Now that we have all our parameters calculated, we can start creating the spam filter. 

Let's start by writing a first version of this function. For the classify() function below, notice that:

* The input variable message needs to be a string.
* We perform a bit of data cleaning on the string message:
    * We remove the punctuation using the re.sub() function.
    * We bring all letters to lower case using the str.lower() method.
    * We split the string at the space character and transform it into a Python list using the str.split() method. 
* We calculate p_spam_given_message and p_ham_given_message.
* We compare p_spam_given_message with p_ham_given_message and then print a classification label. 

In [45]:
import re

def classify(message):
   '''
   message: a string
   '''

   message = re.sub('\W', ' ', message)
   message = message.lower().split()

   p_spam_given_message = p_spam
   p_ham_given_message = p_ham

   for word in message:
      if word in parameters_spam:
         p_spam_given_message *= parameters_spam[word]
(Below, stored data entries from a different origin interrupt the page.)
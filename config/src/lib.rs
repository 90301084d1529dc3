//! Configuration loading for the content tree.
//!
//! Reads `~/.content-tree/config.toml`. Raw TOML structs keep `Option`
//! fields; [`ContentTreeConfig::tree_settings`] and friends resolve them into
//! validated `content-tree-types` values.
//!
//! ```toml
//! [tree]
//! root_location_id = 2
//! current_location_path = "/1/2/43/"
//! subitems_load_limit = 10
//!
//! [rest]
//! base_url = "https://cms.example.com"
//! siteaccess = "admin"
//! token = "${CONTENT_TREE_CSRF_TOKEN}"
//!
//! [storage]
//! dir = "/var/lib/content-tree"
//! ```

use std::path::{Path, PathBuf};
use std::{env, fs};

use content_tree_types::{LocationId, LocationPath, PageSize, RestInfo, TreeSettings};
use serde::Deserialize;
use thiserror::Error;

const CONFIG_DIR_NAME: &str = ".content-tree";

#[derive(Debug, Default, Deserialize)]
pub struct ContentTreeConfig {
    pub tree: Option<TreeConfig>,
    pub rest: Option<RestConfig>,
    pub storage: Option<StorageConfig>,
}

#[derive(Debug, Default, Deserialize)]
pub struct TreeConfig {
    /// Root of the managed subtree. Default: 2.
    pub root_location_id: Option<u64>,
    /// Slash-delimited path of the viewed location, e.g. `/1/2/43/`.
    pub current_location_path: Option<String>,
    /// Children fetched per request. Default: 10.
    pub subitems_load_limit: Option<u32>,
}

#[derive(Default, Deserialize)]
pub struct RestConfig {
    pub base_url: Option<String>,
    pub siteaccess: Option<String>,
    /// CSRF token; `${ENV_VAR}` references are expanded.
    pub token: Option<String>,
}

// Manual Debug impl to prevent leaking the token in logs.
impl std::fmt::Debug for RestConfig {
    fn fmt(&self, f: &mut std::fmt::Formatter<'_>) -> std::fmt::Result {
        f.debug_struct("RestConfig")
            .field("base_url", &self.base_url)
            .field("siteaccess", &self.siteaccess)
            .field(
                "token",
                &if self.token.is_some() {
                    "[REDACTED]"
                } else {
                    "None"
                },
            )
            .finish()
    }
}

#[derive(Debug, Default, Deserialize)]
pub struct StorageConfig {
    pub dir: Option<String>,
}

#[derive(Debug, Error)]
pub enum ConfigError {
    #[error("failed to read config at {}: {source}", path.display())]
    Read {
        path: PathBuf,
        #[source]
        source: std::io::Error,
    },
    #[error("failed to parse config at {}: {source}", path.display())]
    Parse {
        path: PathBuf,
        #[source]
        source: toml::de::Error,
    },
    #[error("invalid value for {field}: {reason}")]
    Invalid { field: &'static str, reason: String },
}

impl ContentTreeConfig {
    /// Load the config from its default location. `Ok(None)` when there is no file.
    pub fn load() -> Result<Option<Self>, ConfigError> {
        match config_path() {
            Some(path) if path.exists() => Self::load_from(&path).map(Some),
            _ => Ok(None),
        }
    }

    pub fn load_from(path: &Path) -> Result<Self, ConfigError> {
        let content = fs::read_to_string(path).map_err(|source| {
            tracing::warn!("Failed to read config at {}: {source}", path.display());
            ConfigError::Read {
                path: path.to_path_buf(),
                source,
            }
        })?;
        Self::parse(&content).map_err(|source| {
            tracing::warn!("Failed to parse config at {}: {source}", path.display());
            ConfigError::Parse {
                path: path.to_path_buf(),
                source,
            }
        })
    }

    pub fn parse(content: &str) -> Result<Self, toml::de::Error> {
        toml::from_str(content)
    }

    #[must_use]
    pub fn path() -> Option<PathBuf> {
        config_path()
    }

    pub fn tree_settings(&self) -> Result<TreeSettings, ConfigError> {
        let Some(tree) = self.tree.as_ref() else {
            return Ok(TreeSettings::default());
        };

        let root_location_id = tree
            .root_location_id
            .map_or(LocationId::SYSTEM_ROOT, LocationId::new);
        let current_location_path = match tree.current_location_path.as_deref() {
            Some(raw) => {
                LocationPath::from_slashed(raw).map_err(|e| ConfigError::Invalid {
                    field: "tree.current_location_path",
                    reason: e.to_string(),
                })?
            }
            None => LocationPath::default(),
        };
        let subitems_load_limit = match tree.subitems_load_limit {
            Some(raw) => PageSize::new(raw).map_err(|e| ConfigError::Invalid {
                field: "tree.subitems_load_limit",
                reason: e.to_string(),
            })?,
            None => PageSize::default(),
        };

        Ok(TreeSettings {
            root_location_id,
            current_location_path,
            subitems_load_limit,
        })
    }

    #[must_use]
    pub fn rest_info(&self) -> RestInfo {
        let rest = self.rest.as_ref();
        RestInfo::new(
            rest.and_then(|r| r.token.as_deref())
                .map(expand_env_vars)
                .unwrap_or_default(),
            rest.and_then(|r| r.siteaccess.as_deref())
                .map(expand_env_vars)
                .unwrap_or_default(),
        )
    }

    pub fn base_url(&self) -> Result<String, ConfigError> {
        self.rest
            .as_ref()
            .and_then(|r| r.base_url.as_deref())
            .map(expand_env_vars)
            .filter(|url| !url.trim().is_empty())
            .ok_or(ConfigError::Invalid {
                field: "rest.base_url",
                reason: "must be set".to_string(),
            })
    }

    /// Directory for persisted tree state. Defaults to `~/.content-tree/state`.
    #[must_use]
    pub fn storage_dir(&self) -> Option<PathBuf> {
        self.storage
            .as_ref()
            .and_then(|s| s.dir.as_deref())
            .map(|dir| PathBuf::from(expand_env_vars(dir)))
            .or_else(|| config_dir().map(|dir| dir.join("state")))
    }
}

/// Replace `${VAR}` references with the variable's value (empty when unset).
///
/// An unterminated `${` is kept verbatim.
#[must_use]
pub fn expand_env_vars(value: &str) -> String {
    let mut out = String::with_capacity(value.len());
    let mut rest = value;

    while let Some(start) = rest.find("${") {
        out.push_str(&rest[..start]);
        let after = &rest[start + 2..];
        let Some(end) = after.find('}') else {
            out.push_str(&rest[start..]);
            return out;
        };
        let var = &after[..end];
        if !var.is_empty() {
            out.push_str(&env::var(var).unwrap_or_default());
        }
        rest = &after[end + 1..];
    }

    out.push_str(rest);
    out
}

#[must_use]
pub fn config_dir() -> Option<PathBuf> {
    dirs::home_dir().map(|home| home.join(CONFIG_DIR_NAME))
}

#[must_use]
pub fn config_path() -> Option<PathBuf> {
    config_dir().map(|dir| dir.join("config.toml"))
}

#[cfg(test)]
mod tests {
    use super::*;

    #[test]
    fn parse_empty_config_uses_defaults() {
        let config = ContentTreeConfig::parse("").unwrap();
        let settings = config.tree_settings().unwrap();
        assert_eq!(settings, TreeSettings::default());
        assert_eq!(config.rest_info(), RestInfo::default());
    }

    #[test]
    fn parse_tree_section() {
        let config = ContentTreeConfig::parse(
            r#"
            [tree]
            root_location_id = 5
            current_location_path = "/1/5/60/"
            subitems_load_limit = 25
            "#,
        )
        .unwrap();

        let settings = config.tree_settings().unwrap();
        assert_eq!(settings.root_location_id, LocationId::new(5));
        assert_eq!(settings.current_location_id(), Some(LocationId::new(60)));
        assert_eq!(settings.subitems_load_limit.get(), 25);
    }

    #[test]
    fn zero_load_limit_is_invalid() {
        let config = ContentTreeConfig::parse("[tree]\nsubitems_load_limit = 0\n").unwrap();
        let err = config.tree_settings().unwrap_err();
        assert!(matches!(
            err,
            ConfigError::Invalid {
                field: "tree.subitems_load_limit",
                ..
            }
        ));
    }

    #[test]
    fn malformed_current_path_is_invalid() {
        let config =
            ContentTreeConfig::parse("[tree]\ncurrent_location_path = \"/1/two/\"\n").unwrap();
        assert!(config.tree_settings().is_err());
    }

    #[test]
    fn rest_section_expands_token() {
        // SAFETY: test-only env var with a unique name.
        unsafe { env::set_var("CONTENT_TREE_TEST_TOKEN", "from-env") };
        let config = ContentTreeConfig::parse(
            r#"
            [rest]
            base_url = "https://cms.test/"
            siteaccess = "admin"
            token = "${CONTENT_TREE_TEST_TOKEN}"
            "#,
        )
        .unwrap();

        assert_eq!(config.rest_info(), RestInfo::new("from-env", "admin"));
        assert_eq!(config.base_url().unwrap(), "https://cms.test/");
    }

    #[test]
    fn missing_base_url_is_invalid() {
        let config = ContentTreeConfig::parse("[rest]\nsiteaccess = \"admin\"\n").unwrap();
        assert!(config.base_url().is_err());
    }

    #[test]
    fn rest_config_debug_redacts_token() {
        let config = ContentTreeConfig::parse("[rest]\ntoken = \"secret-value\"\n").unwrap();
        let debug = format!("{:?}", config.rest);
        assert!(!debug.contains("secret-value"));
        assert!(debug.contains("[REDACTED]"));
    }

    #[test]
    fn storage_dir_from_config() {
        let config = ContentTreeConfig::parse("[storage]\ndir = \"/tmp/tree-state\"\n").unwrap();
        assert_eq!(config.storage_dir(), Some(PathBuf::from("/tmp/tree-state")));
    }

    #[test]
    fn expand_env_vars_cases() {
        // SAFETY: test-only env vars with unique names.
        unsafe {
            env::set_var("CT_EXPAND_A", "alpha");
            env::set_var("CT_EXPAND_B", "beta");
        }
        assert_eq!(expand_env_vars("plain"), "plain");
        assert_eq!(expand_env_vars("${CT_EXPAND_A}-${CT_EXPAND_B}"), "alpha-beta");
        assert_eq!(expand_env_vars("x ${CT_EXPAND_MISSING} y"), "x  y");
        assert_eq!(expand_env_vars("keep ${} this"), "keep  this");
        assert_eq!(expand_env_vars("open ${CT_EXPAND_A"), "open ${CT_EXPAND_A");
    }

    #[test]
    fn load_from_reports_parse_errors_with_path() {
        let dir = tempfile::tempdir().expect("tempdir");
        let path = dir.path().join("config.toml");
        fs::write(&path, "[tree\n").unwrap();

        let err = ContentTreeConfig::load_from(&path).unwrap_err();

        assert!(matches!(err, ConfigError::Parse { .. }));
        assert!(err.to_string().contains("config.toml"));
    }
}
      if word in parameters_ham: 
         p_ham_given_message *= parameters_ham[word]

   print('P(Spam|message):', p_spam_given_message)
   print('P(Ham|message):', p_ham_given_message)

   if p_ham_given_message > p_spam_given_message:
      print('Label: Ham')
   elif p_ham_given_message < p_spam_given_message:
      print('Label: Spam')
   else:
      print('Equal proabilities, have a human classify this!')
        
hide_toggle()

In [49]:


classify('WINNER!! This is the secret code to unlock the money: C3421.')
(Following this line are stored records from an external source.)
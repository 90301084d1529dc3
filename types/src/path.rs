//! Location paths: the addressing scheme shared by the item tree and the
//! subtree descriptor tree.
//!
//! Two textual forms exist. The view layer hands paths around comma-joined
//! (`"2,43,52"`), while the content repository describes where a location
//! lives with a slash-delimited chain (`"/1/2/43/52/"`).

use std::fmt;
use std::str::FromStr;

use thiserror::Error;

use crate::LocationId;

#[derive(Debug, Clone, PartialEq, Eq, Error)]
#[error("invalid location id {segment:?} in path")]
pub struct PathParseError {
    segment: String,
}

impl PathParseError {
    #[must_use]
    pub fn segment(&self) -> &str {
        &self.segment
    }
}

/// Ancestor-to-descendant chain of location ids.
#[derive(Debug, Clone, Default, PartialEq, Eq, Hash)]
pub struct LocationPath(Vec<LocationId>);

impl LocationPath {
    #[must_use]
    pub fn new(ids: Vec<LocationId>) -> Self {
        Self(ids)
    }

    /// Parse a slash-delimited location path such as `/1/2/43/`.
    ///
    /// Empty segments are ignored, so leading and trailing slashes are optional.
    pub fn from_slashed(raw: &str) -> Result<Self, PathParseError> {
        parse_segments(raw.split('/'))
    }

    #[must_use]
    pub fn as_slice(&self) -> &[LocationId] {
        &self.0
    }

    #[must_use]
    pub fn len(&self) -> usize {
        self.0.len()
    }

    #[must_use]
    pub fn is_empty(&self) -> bool {
        self.0.is_empty()
    }

    #[must_use]
    pub fn last(&self) -> Option<LocationId> {
        self.0.last().copied()
    }

    /// The part of the path strictly after the first occurrence of `id`.
    ///
    /// Returns `None` when `id` is not on the path at all.
    #[must_use]
    pub fn after(&self, id: LocationId) -> Option<&[LocationId]> {
        let index = self.0.iter().position(|segment| *segment == id)?;
        Some(&self.0[index + 1..])
    }

    /// Extend the path by one location, returning the new path.
    #[must_use]
    pub fn child(&self, id: LocationId) -> Self {
        let mut ids = Vec::with_capacity(self.0.len() + 1);
        ids.extend_from_slice(&self.0);
        ids.push(id);
        Self(ids)
    }

    /// Render in the slash-delimited location form (`/1/2/43/`).
    #[must_use]
    pub fn to_slashed(&self) -> String {
        let mut out = String::from("/");
        for id in &self.0 {
            out.push_str(&id.to_string());
            out.push('/');
        }
        out
    }
}

fn parse_segments<'a>(
    segments: impl Iterator<Item = &'a str>,
) -> Result<LocationPath, PathParseError> {
    segments
        .map(str::trim)
        .filter(|segment| !segment.is_empty())
        .map(|segment| {
            segment.parse::<LocationId>().map_err(|_| PathParseError {
                segment: segment.to_string(),
            })
        })
        .collect::<Result<Vec<_>, _>>()
        .map(LocationPath)
}

/// Parses the comma-joined view form (`"2,43,52"`).
impl FromStr for LocationPath {
    type Err = PathParseError;

    fn from_str(s: &str) -> Result<Self, Self::Err> {
        parse_segments(s.split(','))
    }
}

impl fmt::Display for LocationPath {
    fn fmt(&self, f: &mut fmt::Formatter<'_>) -> fmt::Result {
        for (index, id) in self.0.iter().enumerate() {
            if index > 0 {
                f.write_str(",")?;
            }
            write!(f, "{id}")?;
        }
        Ok(())
    }
}

impl From<Vec<LocationId>> for LocationPath {
    fn from(ids: Vec<LocationId>) -> Self {
        Self(ids)
    }
}

impl FromIterator<LocationId> for LocationPath {
    fn from_iter<I: IntoIterator<Item = LocationId>>(iter: I) -> Self {
        Self(iter.into_iter().collect())
    }
}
classify("Sounds good, Tom, then see u there")

hide_toggle()

P(Spam|message): 1.3481290211300841e-25
P(Ham|message): 1.9368049028589875e-27
Label: Spam
P(Spam|message): 2.4372375665888117e-25
P(Ham|message): 3.687530435009238e-21
Label: Ham


### Measuring the Spam Filter's Accuracy

We'll start by writing a function that returns classification labels instead of printing them.

In [46]:
def classify_test_set(message):
   '''
   message: a string
   '''

   message = re.sub('\W', ' ', message)
   message = message.lower().split()

   p_spam_given_message = p_spam
   p_ham_given_message = p_ham

   for word in message:
      if word in parameters_spam:
         p_spam_given_message *= parameters_spam[word]

      if word in parameters_ham:
         p_ham_given_message *= parameters_ham[word]

   if p_ham_given_message > p_spam_given_message:
      return 'ham'
   elif p_spam_given_message > p_ham_given_message:
      return 'spam'
   else:
      return 'needs human classification'
    
hide_toggle()

Now that we have a function that returns labels instead of printing them, we can use it to create a new column in our test set.

In [28]:
test_set['predicted'] = test_set['SMS'].apply(classify_test_set)
test_set.head()

hide_toggle()

We can compare the predicted values with the actual values to measure how good our spam filter is with classifying new messages. 

In [29]:
correct = 0
total = test_set.shape[0]

for row in test_set.iterrows():
   row = row[1]
   if row['Label'] == row['predicted']:
      correct += 1

print('Correct:', correct)
print('Incorrect:', total - correct)
print('Accuracy:', correct/total)

hide_toggle()

Correct: 1100
Incorrect: 14
Accuracy: 0.9874326750448833